§ WORK TASK:
Check each line below for the word "WrongLength", and copy those that have it.
====== ENTRIES SUPPLIED
//! Brute-force pairwise coverage checking.
//!
//! Independent of the generator: given domain sizes and a set of index
//! tuples, report every pair of values (from two different domains) that no
//! tuple carries, and every tuple that does not fit the domains at all.
//! Domain pairs are checked in parallel.

use std::collections::HashSet;

use rayon::prelude::*;

use crate::domain::Value;

#[derive(Debug, Clone, PartialEq, Eq, thiserror::Error)]
pub enum CoverageError {
    #[error("value pairs of domains {first} and {second} do not fit in usize")]
    TooManyPairs { first: usize, second: usize },
}

/// A pair of values that must appear together in some tuple.
#[derive(Debug, Clone, Copy, PartialEq, Eq, Hash, PartialOrd, Ord)]
pub struct PairTarget {
    pub first: Value,
    pub second: Value,
}

/// A tuple that cannot be checked against the domains.
#[derive(Debug, Clone, PartialEq, Eq)]
pub enum TupleDefect {
    WrongLength {
        tuple: usize,
        expected: usize,
        actual: usize,
    },
    OutOfRange {
        tuple: usize,
        domain: usize,
        value: usize,
        size: usize,
    },
}

/// Result of checking a tuple set.
#[derive(Debug, Clone, PartialEq, Eq)]
pub struct CoverageReport {
    /// Number of value pairs that must be covered.
    pub total_pairs: usize,
    /// Number of those pairs found in at least one tuple.
    pub covered_pairs: usize,
    /// Uncovered pairs, in enumeration order.
    pub missing: Vec<PairTarget>,
    /// Tuples skipped because of their shape or values.
    pub defects: Vec<TupleDefect>,
}

impl CoverageReport {
    pub fn is_complete(&self) -> bool {
        self.missing.is_empty() && self.defects.is_empty()
    }

    /// Fraction of pairs covered (1.0 when there is nothing to cover).
    pub fn coverage_fraction(&self) -> f64 {
        if self.total_pairs == 0 {
            return 1.0;
        }
        self.covered_pairs as f64 / self.total_pairs as f64
    }
}

/// Every pair target for these sizes, in the generator's requirement order.
pub fn pair_targets(domain_sizes: &[usize]) -> Vec<PairTarget> {
    let mut targets = Vec::new();
    for (i, j) in domain_pairs(domain_sizes.len()) {
        for a in 0..domain_sizes[i] {
            for b in 0..domain_sizes[j] {
                targets.push(PairTarget {
                    first: Value::new(i, a),
                    second: Value::new(j, b),
                });
            }
        }
    }
    targets
}

/// Check which pair targets `tuples` cover.
///
/// Fails only when the number of value pairs overflows `usize`.
pub fn verify_coverage(
    domain_sizes: &[usize],
    tuples: &[Vec<usize>],
) -> Result<CoverageReport, CoverageError> {
    let pairs = domain_pairs(domain_sizes.len());
    let mut total = 0usize;
    for &(i, j) in &pairs {
        total = domain_sizes[i]
            .checked_mul(domain_sizes[j])
            .and_then(|n| total.checked_add(n))
            .ok_or(CoverageError::TooManyPairs {
                first: i,
                second: j,
            })?;
    }

    let defects = find_defects(domain_sizes, tuples);
    let defective: HashSet<usize> = defects.iter().map(defect_tuple).collect();
    let valid: Vec<&[usize]> = tuples
        .iter()
        .enumerate()
        .filter(|(idx, _)| !defective.contains(idx))
        .map(|(_, t)| t.as_slice())
        .collect();

    let per_pair: Vec<(usize, usize, Vec<PairTarget>)> = pairs
        .into_par_iter()
        .map(|(i, j)| check_domain_pair(domain_sizes, &valid, i, j))
        .collect();

    let mut report = CoverageReport {
        total_pairs: 0,
        covered_pairs: 0,
        missing: Vec::new(),
        defects,
    };
    for (total, covered, missing) in per_pair {
        report.total_pairs += total;
        report.covered_pairs += covered;
        report.missing.extend(missing);
    }
    Ok(report)
}

fn domain_pairs(count: usize) -> Vec<(usize, usize)> {
    let mut pairs = Vec::new();
    for i in 0..count {
        for j in (i + 1)..count {
            pairs.push((i, j));
        }
    }
    pairs
}

fn check_domain_pair(
    sizes: &[usize],
    tuples: &[&[usize]],
    i: usize,
    j: usize,
) -> (usize, usize, Vec<PairTarget>) {
    // Products were checked for overflow in verify_coverage.
    let (size_i, size_j) = (sizes[i], sizes[j]);
    let mut seen = vec![false; size_i * size_j];
    for tuple in tuples {
        seen[tuple[i] * size_j + tuple[j]] = true;
    }

    let missing: Vec<PairTarget> = seen
        .iter()
        .enumerate()
        .filter(|(_, hit)| !**hit)
        .map(|(combo, _)| PairTarget {
            first: Value::new(i, combo / size_j),
            second: Value::new(j, combo % size_j),
        })
        .collect();

    let total = seen.len();
    (total, total - missing.len(), missing)
}

fn find_defects(sizes: &[usize], tuples: &[Vec<usize>]) -> Vec<TupleDefect> {
    let mut defects = Vec::new();
    for (idx, tuple) in tuples.iter().enumerate() {
        if tuple.len() != sizes.len() {
            defects.push(TupleDefect::WrongLength {
                tuple: idx,
                expected: sizes.len(),
                actual: tuple.len(),
            });
            continue;
        }
        if let Some(domain) = tuple.iter().zip(sizes).position(|(value, size)| value >= size) {
            defects.push(TupleDefect::OutOfRange {
                tuple: idx,
                domain,
                value: tuple[domain],
                size: sizes[domain],
            });
        }
    }
    defects
}

fn defect_tuple(defect: &TupleDefect) -> usize {
    match defect {
        TupleDefect::WrongLength { tuple, .. } | TupleDefect::OutOfRange { tuple, .. } => *tuple,
    }
}

#[cfg(test)]
mod tests {
    use super::*;

    #[test]
    fn test_pair_targets_count() {
        // 3x2 + 3x2 + 2x2 = 16
        assert_eq!(pair_targets(&[3, 2, 2]).len(), 16);
        assert!(pair_targets(&[4]).is_empty());
    }

    #[test]
    fn test_full_product_is_complete() {
        let mut tuples = Vec::new();
        for a in 0..2 {
            for b in 0..3 {
                tuples.push(vec![a, b]);
            }
        }
        let report = verify_coverage(&[2, 3], &tuples).unwrap();
        assert!(report.is_complete());
        assert_eq!(report.total_pairs, 6);
        assert_eq!(report.covered_pairs, 6);
        assert_eq!(report.coverage_fraction(), 1.0);
    }

    #[test]
    fn test_reports_missing_pairs_in_order() {
        let tuples = vec![vec![0, 0], vec![1, 1]];
        let report = verify_coverage(&[2, 2], &tuples).unwrap();
        assert!(!report.is_complete());
        assert_eq!(report.covered_pairs, 2);
        assert_eq!(
            report.missing,
            vec![
                PairTarget {
                    first: Value::new(0, 0),
                    second: Value::new(1, 1)
                },
                PairTarget {
                    first: Value::new(0, 1),
                    second: Value::new(1, 0)
                },
            ]
        );
        assert_eq!(report.coverage_fraction(), 0.5);
    }

    #[test]
    fn test_malformed_tuples_reported_not_counted() {
        let tuples = vec![vec![0, 0], vec![0], vec![1, 7]];
        let report = verify_coverage(&[2, 2], &tuples).unwrap();
        assert_eq!(
            report.defects,
            vec![
                TupleDefect::WrongLength {
                    tuple: 1,
                    expected: 2,
                    actual: 1
                },
                TupleDefect::OutOfRange {
                    tuple: 2,
                    domain: 1,
                    value: 7,
                    size: 2
                },
            ]
        );
        assert_eq!(report.covered_pairs, 1);
        assert_eq!(report.missing.len(), 3);
    }

    #[test]
    fn test_pair_count_overflow_is_an_error() {
        assert_eq!(
            verify_coverage(&[usize::MAX, 2], &[]),
            Err(CoverageError::TooManyPairs {
                first: 0,
                second: 1
            })
        );
        assert!(verify_coverage(&[usize::MAX / 2, 2, 2], &[]).is_err());
    }
}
============
§ SOLUTION:
    WrongLength {
            defects.push(TupleDefect::WrongLength {
        TupleDefect::WrongLength { tuple, .. } | TupleDefect::OutOfRange { tuple, .. } => *tuple,
                TupleDefect::WrongLength {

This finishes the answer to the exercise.